Credits and IVOA Identifiers in SSA0.97
dtody at nrao.edu
Mon Dec 18 10:46:01 PST 2006
On Mon, 18 Dec 2006, Alberto Micol wrote:
> On Dec 18, 2006, at 16:35, Doug Tody wrote:
>> Probably STECF is the Creator of this data collection. You should
>> define registry entries for Creator and Collection, and each spectrum
>> should have a unique CreatorDID within the collection. If we then
>> replicate the collection at MAST and CADC, those are Publishers
>> and have their own PublisherDID for each dataset, with Creator
>> and CreatorDID unchanged.
> I like the fact that CreatorDID remains the original one. That makes possible
> to compare two products from different publishers, and see whether they are
> actually the same product or not.
> And, I guess, also the DataID.Collection should remain untouched in that
> It will be via the DataID.Collection that a user could look up into the
> to see whether the same collection can be retrieved from a different
> (e.g. when there is a network problem, etc). The problem though is that
> the Collection as defined in 18.104.22.168 is not necessarily unique, it is not
> a ivoa identifier.
This is true. The collection shortName is more convenient for queries
(via the COLLECTION parameter; this is likely to be unique as the
scope of a query to single service is limited), however to use it
with a registry lookup implies a global query rather than a direct
reference. If we find we need to do this sort of thing very much,
we should probably include the CollectionID as well.
> About Credits:
> How to give credits in general?
> In particular: there might be cases where a second creator/publisher changes
> (slightly or heavily) the products originated by the first creator.
> In that case Creator, CreatorDID, Publisher and PublisherDID will all be
> related to the second creator, and information about the first one gets lost.
> How to give credit to the first Creator?
Good question. This is always a problem with derived products.
Probably there is no way to really do this at present except at the
level of the data source/collection and in DataID, however this does
not give credit one step further back in the processing chain for a
derived data collection. We do have DataID.Contributor, but that isn't
quite right for this. You would probably have to go to the Collection
metadata to trace further back like this (the whole issue of Provenance
or dataset history is like this; you always end up needing to trace
backward through a set of links).
> Last question:
> DataID.Creator is a recommended field and
> Curation.Publisher is a mandatory fields.
> Those are short strings, not at all guaranteed to be unique.
> Why not mandating the usage of the CreatorID and PublisherID
> being them ivo identifiers? Important to look them up into the registry...
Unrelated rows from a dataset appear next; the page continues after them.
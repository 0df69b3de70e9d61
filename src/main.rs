use anyhow::{Context, Result};
use clap::Parser;
use medinote_mock::{create_router, AppState, Config};
use std::path::PathBuf;
use tokio::net::TcpListener;
use tracing::info;
use tracing_subscriber::EnvFilter;

/// Mock backend for the clinical note-taking API
#[derive(Debug, Parser)]
#[command(name = "medinote-mock", version)]
struct Cli {
    /// Config file (extension optional); missing files fall back to defaults
    #[arg(long, default_value = "config/medinote-mock")]
    config: String,

    /// Address to bind
    #[arg(long)]
    bind: Option<String>,

    /// Port to listen on
    #[arg(long, env = "PORT")]
    port: Option<u16>,

    /// Directory receiving chunk uploads
    #[arg(long)]
    uploads_dir: Option<PathBuf>,

    /// Delay before a processing session completes, in milliseconds
    #[arg(long)]
    completion_delay_ms: Option<u64>,
}

impl Cli {
    fn apply(self, cfg: &mut Config) {
        if let Some(bind) = self.bind {
            cfg.service.http.bind = bind;
        }
        if let Some(port) = self.port {
            cfg.service.http.port = port;
        }
        if let Some(dir) = self.uploads_dir {
            cfg.storage.uploads_path = dir;
        }
        if let Some(delay) = self.completion_delay_ms {
            cfg.lifecycle.completion_delay_ms = delay;
        }
    }
}

#[tokio::main]
async fn main() -> Result<()> {
    tracing_subscriber::fmt()
        .with_env_filter(
            EnvFilter::try_from_default_env()
                .unwrap_or_else(|_| EnvFilter::new("medinote_mock=info,tower_http=info")),
        )
        .init();

    let cli = Cli::parse();
    let mut cfg = Config::load(&cli.config)?;
    cli.apply(&mut cfg);

    info!("{} v{}", cfg.service.name, env!("CARGO_PKG_VERSION"));

    let state = AppState::from_config(&cfg).await?;
    let app = create_router(state.clone(), &cfg.cors)?;

    let addr = format!("{}:{}", cfg.service.http.bind, cfg.service.http.port);
    let listener = TcpListener::bind(&addr)
        .await
        .with_context(|| format!("Failed to bind {}", addr))?;

    info!("Listening on {}", addr);
    info!("Docs: {}/api/docs", cfg.public_base_url());

    axum::serve(listener, app)
        .with_graceful_shutdown(shutdown_signal())
        .await
        .context("Server error")?;

    state.shutdown().await;
    info!("Shut down");

    Ok(())
}

async fn shutdown_signal() {
    let _ = tokio::signal::ctrl_c().await;
}
//! In-memory entity store
//!
//! Holds users, patients, templates and sessions for the lifetime of the
//! process. Each collection sits behind its own lock; sessions are stored as
//! shared handles so that deferred lifecycle effects can keep a session alive
//! and mutate it without looking it up again.

mod models;
mod seed;

pub use models::{
    EntityCounts, Patient, PatientBrief, PatientSummary, Session, SessionSummary, SharedSession,
    Template, TemplateSummary, User, STATUS_COMPLETED, STATUS_PROCESSING, STATUS_RECORDING,
    TRANSCRIPT_COMPLETED, TRANSCRIPT_PENDING,
};

use anyhow::Result;
use serde_json::Value;
use std::collections::BTreeMap;
use std::sync::Arc;
use tokio::sync::RwLock;

pub struct EntityStore {
    users: RwLock<Vec<User>>,
    patients: RwLock<Vec<Patient>>,
    templates: RwLock<Vec<Template>>,
    sessions: RwLock<Vec<SharedSession>>,
}

impl EntityStore {
    /// Create an empty store
    pub fn new() -> Self {
        Self {
            users: RwLock::new(Vec::new()),
            patients: RwLock::new(Vec::new()),
            templates: RwLock::new(Vec::new()),
            sessions: RwLock::new(Vec::new()),
        }
    }

    /// Create a store populated with the demo users, patients, templates and session
    pub fn seeded() -> Self {
        Self {
            users: RwLock::new(seed::users()),
            patients: RwLock::new(seed::patients()),
            templates: RwLock::new(seed::templates()),
            sessions: RwLock::new(
                seed::sessions()
                    .into_iter()
                    .map(|s| Arc::new(RwLock::new(s)))
                    .collect(),
            ),
        }
    }

    // ------------------------------------------------------------------------
    // Users
    // ------------------------------------------------------------------------

    pub async fn find_user_by_email(&self, email: &str) -> Option<User> {
        let users = self.users.read().await;
        users.iter().find(|u| u.email == email).cloned()
    }

    // ------------------------------------------------------------------------
    // Patients
    // ------------------------------------------------------------------------

    pub async fn patients_for_user(&self, user_id: &str) -> Vec<PatientSummary> {
        let patients = self.patients.read().await;
        patients
            .iter()
            .filter(|p| p.user_id == user_id)
            .map(|p| PatientSummary {
                id: p.id.clone(),
                name: p.name.clone(),
            })
            .collect()
    }

    pub async fn add_patient(&self, name: String, user_id: String) -> Patient {
        let patient = Patient::new(format!("patient_{}", uuid::Uuid::new_v4()), name, user_id);
        let mut patients = self.patients.write().await;
        patients.push(patient.clone());
        patient
    }

    pub async fn find_patient(&self, patient_id: &str) -> Option<Patient> {
        let patients = self.patients.read().await;
        patients.iter().find(|p| p.id == patient_id).cloned()
    }

    // ------------------------------------------------------------------------
    // Templates
    // ------------------------------------------------------------------------

    pub async fn templates_for_user(&self, user_id: &str) -> Vec<TemplateSummary> {
        let templates = self.templates.read().await;
        templates
            .iter()
            .filter(|t| t.user_id == user_id)
            .map(|t| TemplateSummary {
                id: t.id.clone(),
                title: t.title.clone(),
                kind: t.kind.clone(),
            })
            .collect()
    }

    // ------------------------------------------------------------------------
    // Sessions
    // ------------------------------------------------------------------------

    /// Append a session and return the shared handle now owned by the store
    pub async fn insert_session(&self, session: Session) -> SharedSession {
        let shared = Arc::new(RwLock::new(session));
        let mut sessions = self.sessions.write().await;
        sessions.push(Arc::clone(&shared));
        shared
    }

    pub async fn find_session(&self, session_id: &str) -> Option<SharedSession> {
        let sessions = self.sessions.read().await;
        for handle in sessions.iter() {
            if handle.read().await.id == session_id {
                return Some(Arc::clone(handle));
            }
        }
        None
    }

    /// Snapshot of a single session
    pub async fn session(&self, session_id: &str) -> Option<Session> {
        match self.find_session(session_id).await {
            Some(handle) => Some(handle.read().await.clone()),
            None => None,
        }
    }

    async fn session_snapshots(&self) -> Vec<Session> {
        let sessions = self.sessions.read().await;
        let mut snapshots = Vec::with_capacity(sessions.len());
        for handle in sessions.iter() {
            snapshots.push(handle.read().await.clone());
        }
        snapshots
    }

    pub async fn sessions_for_patient(&self, patient_id: &str) -> Vec<SessionSummary> {
        self.session_snapshots()
            .await
            .iter()
            .filter(|s| s.patient_id == patient_id)
            .map(SessionSummary::from)
            .collect()
    }

    /// Sessions of a user, each merged with its patient's attributes, plus a
    /// map of every known patient's name and pronouns
    pub async fn sessions_for_user_enriched(
        &self,
        user_id: &str,
    ) -> Result<(Vec<Value>, BTreeMap<String, PatientBrief>)> {
        let user_sessions: Vec<Session> = self
            .session_snapshots()
            .await
            .into_iter()
            .filter(|s| s.user_id == user_id)
            .collect();

        let patients = self.patients.read().await;

        let patient_map = patients
            .iter()
            .map(|p| {
                (
                    p.id.clone(),
                    PatientBrief {
                        name: p.name.clone(),
                        pronouns: p.pronouns.clone(),
                    },
                )
            })
            .collect();

        let mut enriched = Vec::with_capacity(user_sessions.len());
        for session in &user_sessions {
            let patient = patients.iter().find(|p| p.id == session.patient_id);
            let mut value = serde_json::to_value(session)?;
            if let Value::Object(fields) = &mut value {
                fields.insert(
                    "patient_name".to_string(),
                    Value::String(
                        patient
                            .map(|p| p.name.clone())
                            .unwrap_or_else(|| "Unknown Patient".to_string()),
                    ),
                );
                let attributes = [
                    ("pronouns", patient.and_then(|p| p.pronouns.as_ref())),
                    ("email", patient.and_then(|p| p.email.as_ref())),
                    ("background", patient.and_then(|p| p.background.as_ref())),
                    ("medical_history", patient.and_then(|p| p.medical_history.as_ref())),
                    ("family_history", patient.and_then(|p| p.family_history.as_ref())),
                    ("social_history", patient.and_then(|p| p.social_history.as_ref())),
                    (
                        "previous_treatment",
                        patient.and_then(|p| p.previous_treatment.as_ref()),
                    ),
                    ("patient_pronouns", patient.and_then(|p| p.pronouns.as_ref())),
                ];
                for (key, attribute) in attributes {
                    fields.insert(key.to_string(), attr(attribute));
                }
            }
            enriched.push(value);
        }

        Ok((enriched, patient_map))
    }

    /// Collection sizes; chunk sessions are counted by the caller's tracker
    pub async fn counts(&self, audio_chunks: usize) -> EntityCounts {
        EntityCounts {
            users: self.users.read().await.len(),
            patients: self.patients.read().await.len(),
            sessions: self.sessions.read().await.len(),
            templates: self.templates.read().await.len(),
            audio_chunks,
        }
    }
}

/// Patient attribute as JSON, `null` when absent
fn attr(value: Option<&String>) -> Value {
    value.cloned().map(Value::String).unwrap_or(Value::Null)
}

impl Default for EntityStore {
    fn default() -> Self {
        Self::new()
    }
}
pub mod chunks;
pub mod config;
pub mod error;
pub mod http;
pub mod session;
pub mod store;

pub use chunks::{ChunkRecord, ChunkStorage, ChunkTracker, LocalChunkStorage, UploadTarget};
pub use config::Config;
pub use error::Error;
pub use http::{create_router, AppState};
pub use session::{NewSession, SessionLifecycle};
pub use store::{EntityStore, Session};
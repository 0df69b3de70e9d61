use chrono::{DateTime, Utc};
use serde::Serialize;
use std::collections::{BTreeMap, HashMap};
use std::path::PathBuf;
use tokio::sync::RwLock;
use tracing::debug;

/// Mime type assumed when registration does not name one
pub const DEFAULT_MIME_TYPE: &str = "audio/wav";

/// What is known about one (session, chunk) pair
///
/// Every field is optional: registration, upload and notification each
/// populate their own fields and may arrive in any order.
#[derive(Debug, Clone, Default, PartialEq, Serialize)]
#[serde(rename_all = "camelCase")]
pub struct ChunkRecord {
    #[serde(skip_serializing_if = "Option::is_none")]
    pub uploaded: Option<bool>,
    #[serde(skip_serializing_if = "Option::is_none")]
    pub notified: Option<bool>,
    #[serde(skip_serializing_if = "Option::is_none")]
    pub mime_type: Option<String>,
    #[serde(skip_serializing_if = "Option::is_none")]
    pub timestamp: Option<DateTime<Utc>>,
    #[serde(skip_serializing_if = "Option::is_none")]
    pub filepath: Option<PathBuf>,
}

/// Chunk records of one session, keyed by chunk number
pub type SessionChunks = BTreeMap<u32, ChunkRecord>;

/// Records client-asserted chunk state per session
///
/// Nothing here is verified: a chunk may be notified without ever having been
/// uploaded. Records are created lazily and never removed.
pub struct ChunkTracker {
    chunks: RwLock<HashMap<String, SessionChunks>>,
}

impl ChunkTracker {
    pub fn new() -> Self {
        Self {
            chunks: RwLock::new(HashMap::new()),
        }
    }

    /// Apply `update` to the record for (session, chunk), creating it if absent
    async fn merge<F>(&self, session_id: &str, chunk_number: u32, update: F) -> ChunkRecord
    where
        F: FnOnce(&mut ChunkRecord),
    {
        let mut chunks = self.chunks.write().await;
        let record = chunks
            .entry(session_id.to_string())
            .or_default()
            .entry(chunk_number)
            .or_default();
        update(record);
        record.clone()
    }

    /// An upload target was issued for this chunk
    ///
    /// Leaves `uploaded` alone when the bytes already arrived.
    pub async fn register(
        &self,
        session_id: &str,
        chunk_number: u32,
        mime_type: Option<String>,
    ) -> ChunkRecord {
        debug!("Registering chunk {} of session {}", chunk_number, session_id);
        self.merge(session_id, chunk_number, |record| {
            record.uploaded.get_or_insert(false);
            record.mime_type = Some(mime_type.unwrap_or_else(|| DEFAULT_MIME_TYPE.to_string()));
            record.timestamp = Some(Utc::now());
        })
        .await
    }

    /// The chunk's bytes were stored at `filepath`
    pub async fn mark_uploaded(
        &self,
        session_id: &str,
        chunk_number: u32,
        filepath: PathBuf,
    ) -> ChunkRecord {
        debug!("Chunk {} of session {} uploaded", chunk_number, session_id);
        self.merge(session_id, chunk_number, |record| {
            record.uploaded = Some(true);
            record.filepath = Some(filepath);
        })
        .await
    }

    /// The client reported the chunk as transferred
    pub async fn mark_notified(&self, session_id: &str, chunk_number: u32) -> ChunkRecord {
        debug!("Chunk {} of session {} notified", chunk_number, session_id);
        self.merge(session_id, chunk_number, |record| {
            record.notified = Some(true);
        })
        .await
    }

    pub async fn get(&self, session_id: &str, chunk_number: u32) -> Option<ChunkRecord> {
        let chunks = self.chunks.read().await;
        chunks
            .get(session_id)
            .and_then(|session| session.get(&chunk_number))
            .cloned()
    }

    /// All chunk records of a session (empty if none were ever referenced)
    pub async fn session_chunks(&self, session_id: &str) -> SessionChunks {
        let chunks = self.chunks.read().await;
        chunks.get(session_id).cloned().unwrap_or_default()
    }

    /// Number of sessions with at least one chunk record
    pub async fn session_count(&self) -> usize {
        self.chunks.read().await.len()
    }
}

impl Default for ChunkTracker {
    fn default() -> Self {
        Self::new()
    }
}
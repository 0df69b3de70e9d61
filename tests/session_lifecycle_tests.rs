// Integration tests for the session lifecycle
//
// Time is paused so the deferred completion fires as soon as the runtime
// is otherwise idle past the configured delay.

use anyhow::Result;
use medinote_mock::error::Error;
use medinote_mock::session::{NewSession, SessionLifecycle, MOCK_SUMMARY, MOCK_TRANSCRIPT};
use medinote_mock::store::EntityStore;
use std::sync::Arc;
use std::time::Duration;

const DELAY: Duration = Duration::from_millis(2000);

fn lifecycle() -> (Arc<EntityStore>, SessionLifecycle) {
    let store = Arc::new(EntityStore::seeded());
    let lifecycle = SessionLifecycle::new(Arc::clone(&store), DELAY);
    (store, lifecycle)
}

#[tokio::test]
async fn test_create_defaults_to_recording() -> Result<()> {
    let (store, lifecycle) = lifecycle();

    let id = lifecycle
        .create(NewSession::new("patient_123", "user_123", "Alice Johnson"))
        .await?;

    assert!(id.starts_with("session_"));

    let session = store.session(&id).await.expect("session stored");
    assert_eq!(session.status, "recording");
    assert_eq!(session.transcript_status.as_deref(), Some("pending"));
    assert_eq!(session.end_time, None);
    assert_eq!(session.transcript, None);
    assert!(session.clinical_notes.is_empty());
    assert!(!session.start_time.is_empty());
    assert_eq!(session.date.len(), 10);

    Ok(())
}

#[tokio::test]
async fn test_create_keeps_caller_supplied_fields() -> Result<()> {
    let (store, lifecycle) = lifecycle();

    let id = lifecycle
        .create(
            NewSession::new("patient_456", "user_123", "Bob Wilson")
                .with_status("paused")
                .with_start_time("2024-02-01T09:00:00Z")
                .with_template("template_123"),
        )
        .await?;

    let session = store.session(&id).await.expect("session stored");
    assert_eq!(session.status, "paused");
    assert_eq!(session.start_time, "2024-02-01T09:00:00Z");
    assert_eq!(session.template_id.as_deref(), Some("template_123"));

    Ok(())
}

#[tokio::test]
async fn test_create_requires_patient_user_and_name() {
    let (_store, lifecycle) = lifecycle();

    let mut request = NewSession::new("patient_123", "user_123", "");
    let err = lifecycle.create(request.clone()).await.unwrap_err();
    assert!(matches!(err, Error::Validation(_)));

    request.patient_name = Some("Alice Johnson".to_string());
    request.user_id = None;
    let err = lifecycle.create(request).await.unwrap_err();
    assert!(matches!(err, Error::Validation(_)));
}

#[tokio::test(start_paused = true)]
async fn test_last_chunk_processes_then_completes() -> Result<()> {
    let (store, lifecycle) = lifecycle();
    let id = lifecycle
        .create(NewSession::new("patient_123", "user_123", "Alice Johnson"))
        .await?;

    assert!(lifecycle.on_chunk_notified(&id, true).await);

    let session = store.session(&id).await.expect("session stored");
    assert_eq!(session.status, "processing");
    assert!(session.end_time.is_some(), "end_time set on leaving recording");
    assert_eq!(session.transcript, None);
    assert_eq!(lifecycle.pending_count(&id).await, 1);

    tokio::time::sleep(DELAY + Duration::from_millis(100)).await;

    let session = store.session(&id).await.expect("session stored");
    assert_eq!(session.status, "completed");
    assert_eq!(session.transcript_status.as_deref(), Some("completed"));
    assert_eq!(session.transcript.as_deref(), Some(MOCK_TRANSCRIPT));
    assert_eq!(session.session_summary.as_deref(), Some(MOCK_SUMMARY));
    assert_eq!(lifecycle.pending_count(&id).await, 0);

    Ok(())
}

#[tokio::test(start_paused = true)]
async fn test_intermediate_chunks_do_not_change_status() -> Result<()> {
    let (store, lifecycle) = lifecycle();
    let id = lifecycle
        .create(NewSession::new("patient_123", "user_123", "Alice Johnson"))
        .await?;

    assert!(!lifecycle.on_chunk_notified(&id, false).await);
    tokio::time::sleep(DELAY * 2).await;

    let session = store.session(&id).await.expect("session stored");
    assert_eq!(session.status, "recording");
    assert_eq!(session.end_time, None);

    Ok(())
}

#[tokio::test]
async fn test_last_chunk_for_unknown_session_is_noop() -> Result<()> {
    let (store, lifecycle) = lifecycle();

    assert!(!lifecycle.on_chunk_notified("session_missing", true).await);
    assert!(store.session("session_missing").await.is_none());
    assert_eq!(lifecycle.pending_count("session_missing").await, 0);

    Ok(())
}

#[tokio::test(start_paused = true)]
async fn test_duplicate_last_notifications_each_schedule_completion() -> Result<()> {
    let (store, lifecycle) = lifecycle();
    let id = lifecycle
        .create(NewSession::new("patient_123", "user_123", "Alice Johnson"))
        .await?;

    lifecycle.on_chunk_notified(&id, true).await;
    lifecycle.on_chunk_notified(&id, true).await;
    assert_eq!(lifecycle.pending_count(&id).await, 2);

    tokio::time::sleep(DELAY * 2).await;

    let session = store.session(&id).await.expect("session stored");
    assert_eq!(session.status, "completed");
    assert_eq!(session.transcript.as_deref(), Some(MOCK_TRANSCRIPT));
    assert_eq!(lifecycle.pending_count(&id).await, 0);

    Ok(())
}

#[tokio::test(start_paused = true)]
async fn test_cancel_pending_leaves_session_processing() -> Result<()> {
    let (store, lifecycle) = lifecycle();
    let id = lifecycle
        .create(NewSession::new("patient_123", "user_123", "Alice Johnson"))
        .await?;

    lifecycle.on_chunk_notified(&id, true).await;
    assert_eq!(lifecycle.cancel_pending(&id).await, 1);

    tokio::time::sleep(DELAY * 2).await;

    let session = store.session(&id).await.expect("session stored");
    assert_eq!(session.status, "processing");
    assert_eq!(session.transcript_status.as_deref(), Some("pending"));

    Ok(())
}

#[tokio::test(start_paused = true)]
async fn test_finished_completions_are_forgotten() -> Result<()> {
    let (_store, lifecycle) = lifecycle();

    let mut ids = Vec::new();
    for name in ["Alice Johnson", "Bob Wilson", "Carol Diaz"] {
        let id = lifecycle
            .create(NewSession::new("patient_123", "user_123", name))
            .await?;
        lifecycle.on_chunk_notified(&id, true).await;
        ids.push(id);
    }
    assert_eq!(lifecycle.pending_sessions().await, 3);

    tokio::time::sleep(DELAY + Duration::from_millis(100)).await;

    assert_eq!(lifecycle.pending_sessions().await, 0);
    for id in &ids {
        assert_eq!(lifecycle.pending_count(id).await, 0);
    }

    // A session finished earlier can be scheduled again
    lifecycle.on_chunk_notified(&ids[0], true).await;
    assert_eq!(lifecycle.pending_sessions().await, 1);
    assert_eq!(lifecycle.pending_count(&ids[0]).await, 1);

    Ok(())
}
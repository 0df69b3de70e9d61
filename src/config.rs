use anyhow::Result;
use serde::Deserialize;
use std::path::PathBuf;
use std::time::Duration;

#[derive(Debug, Clone, Default, Deserialize)]
#[serde(default)]
pub struct Config {
    pub service: ServiceConfig,
    pub storage: StorageConfig,
    pub lifecycle: LifecycleConfig,
    pub cors: CorsConfig,
}

#[derive(Debug, Clone, Deserialize)]
#[serde(default)]
pub struct ServiceConfig {
    pub name: String,
    pub http: HttpConfig,
}

#[derive(Debug, Clone, Deserialize)]
#[serde(default)]
pub struct HttpConfig {
    pub bind: String,
    pub port: u16,
    /// Base URL handed out in presigned upload targets (default: http://localhost:{port})
    pub public_base_url: Option<String>,
}

#[derive(Debug, Clone, Deserialize)]
#[serde(default)]
pub struct StorageConfig {
    /// Directory receiving raw chunk uploads
    pub uploads_path: PathBuf,
}

#[derive(Debug, Clone, Deserialize)]
#[serde(default)]
pub struct LifecycleConfig {
    /// Delay before a processing session is marked completed
    pub completion_delay_ms: u64,
}

#[derive(Debug, Clone, Deserialize)]
#[serde(default)]
pub struct CorsConfig {
    /// Allowed origin, or "*" for any
    pub allow_origin: String,
}

impl Default for ServiceConfig {
    fn default() -> Self {
        Self {
            name: "medinote-mock".to_string(),
            http: HttpConfig::default(),
        }
    }
}

impl Default for HttpConfig {
    fn default() -> Self {
        Self {
            bind: "0.0.0.0".to_string(),
            port: 3001,
            public_base_url: None,
        }
    }
}

impl Default for StorageConfig {
    fn default() -> Self {
        Self {
            uploads_path: PathBuf::from("uploads"),
        }
    }
}

impl Default for LifecycleConfig {
    fn default() -> Self {
        Self {
            completion_delay_ms: 2000,
        }
    }
}

impl Default for CorsConfig {
    fn default() -> Self {
        Self {
            allow_origin: "*".to_string(),
        }
    }
}

impl Config {
    /// Load configuration from an optional file, then `MEDINOTE_*` environment variables
    ///
    /// Nested keys use a double underscore, e.g. `MEDINOTE_SERVICE__HTTP__PORT=8080`.
    pub fn load(path: &str) -> Result<Self> {
        let settings = config::Config::builder()
            .add_source(config::File::with_name(path).required(false))
            .add_source(
                config::Environment::with_prefix("MEDINOTE")
                    .separator("__")
                    .try_parsing(true),
            )
            .build()?;

        Ok(settings.try_deserialize()?)
    }

    pub fn completion_delay(&self) -> Duration {
        Duration::from_millis(self.lifecycle.completion_delay_ms)
    }

    pub fn public_base_url(&self) -> String {
        self.service
            .http
            .public_base_url
            .clone()
            .unwrap_or_else(|| format!("http://localhost:{}", self.service.http.port))
    }
}
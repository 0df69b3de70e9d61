use super::auth;
use super::handlers;
use super::state::AppState;
use crate::config::CorsConfig;
use anyhow::{Context, Result};
use axum::{
    extract::DefaultBodyLimit,
    http::{header, HeaderValue, Method},
    middleware,
    routing::{get, post, put},
    Router,
};
use tower::ServiceBuilder;
use tower_http::cors::{Any, CorsLayer};
use tower_http::trace::TraceLayer;

/// Largest accepted request body (JSON or raw chunk)
pub const MAX_BODY_BYTES: usize = 50 * 1024 * 1024;

/// Create the HTTP router with all routes
pub fn create_router(state: AppState, cors: &CorsConfig) -> Result<Router> {
    // Bearer token required
    let protected = Router::new()
        // Users & patients
        .route("/api/v1/patients", get(handlers::list_patients))
        .route("/api/users/asd3fd2faec", get(handlers::find_user_by_email))
        .route("/api/v1/add-patient-ext", post(handlers::add_patient))
        .route(
            "/api/v1/patient-details/:patient_id",
            get(handlers::patient_details),
        )
        // Sessions
        .route(
            "/api/v1/fetch-session-by-patient/:patient_id",
            get(handlers::sessions_by_patient),
        )
        .route("/api/v1/all-session", get(handlers::all_sessions))
        // Templates
        .route(
            "/api/v1/fetch-default-template-ext",
            get(handlers::default_templates),
        )
        // Recording / upload
        .route("/api/v1/upload-session", post(handlers::upload_session))
        .route("/api/v1/get-presigned-url", post(handlers::presigned_url))
        .route(
            "/api/v1/notify-chunk-uploaded",
            post(handlers::notify_chunk_uploaded),
        )
        .route_layer(middleware::from_fn(auth::require_token));

    let public = Router::new()
        // System
        .route("/health", get(handlers::health_check))
        .route("/api/docs", get(handlers::api_docs))
        // Presigned upload target
        .route(
            "/api/upload-chunk/:session_id/:chunk_number",
            put(handlers::upload_chunk),
        )
        // Debug
        .route("/api/debug/all-data", get(handlers::debug_all_data))
        .route(
            "/api/debug/chunks/:session_id",
            get(handlers::debug_chunks),
        );

    let router = public
        .merge(protected)
        .fallback(handlers::not_found)
        .layer(middleware::from_fn(handlers::method_not_allowed_as_not_found))
        .layer(
            ServiceBuilder::new()
                // Add tracing middleware for request logging
                .layer(TraceLayer::new_for_http())
                .layer(cors_layer(cors)?)
                .layer(DefaultBodyLimit::max(MAX_BODY_BYTES)),
        )
        .with_state(state);

    Ok(router)
}

/// "*" allows any origin; anything else is a single exact origin with credentials
fn cors_layer(cfg: &CorsConfig) -> Result<CorsLayer> {
    if cfg.allow_origin == "*" {
        return Ok(CorsLayer::new()
            .allow_origin(Any)
            .allow_methods(Any)
            .allow_headers(Any));
    }

    let origin = HeaderValue::from_str(&cfg.allow_origin)
        .with_context(|| format!("Invalid CORS origin: {}", cfg.allow_origin))?;

    Ok(CorsLayer::new()
        .allow_origin(origin)
        .allow_methods([Method::GET, Method::POST, Method::PUT, Method::OPTIONS])
        .allow_headers([header::AUTHORIZATION, header::CONTENT_TYPE])
        .allow_credentials(true))
}
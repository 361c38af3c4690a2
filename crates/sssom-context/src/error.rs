use thiserror::Error;

#[derive(Debug, Error, Clone, PartialEq, Eq)]
pub enum ContextError {
    /// One or more prefixes are referenced by table contents but have no binding.
    #[error("undefined prefix(es) referenced by the mapping set: {}", .prefixes.join(", "))]
    UndefinedPrefix { prefixes: Vec<String> },

    #[error("prefix `{prefix}` is bound to an empty namespace")]
    EmptyNamespace { prefix: String },

    #[error("prefix `{prefix}` is bound to `{namespace}`, which is not an absolute URI")]
    RelativeNamespace { prefix: String, namespace: String },

    #[error("malformed JSON-LD context `{name}`: {message}")]
    MalformedContext { name: &'static str, message: String },
}

pub type Result<T> = std::result::Result<T, ContextError>;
It is true these names are less formal, and in the ideal world using
IDs with a registry lookup (likewise for Collection) is a more powerful
and correct mechanism. It is just that the short names are more useful
for the client to display for the user (without requiring a registry
lookup), may be adequate for the client to subsequently return as
a query parameter to the same service, and datums like "Creator"
may not have a registry entry but may still be known in some sense.
In general we support both short names and IDs in the full model.
There may be some things missing which we should reconsider (e.g.,
CollectionID). This is an issue with the registry and resource metadata
as well, e.g., RM defines "Creator" but not "CreatorID".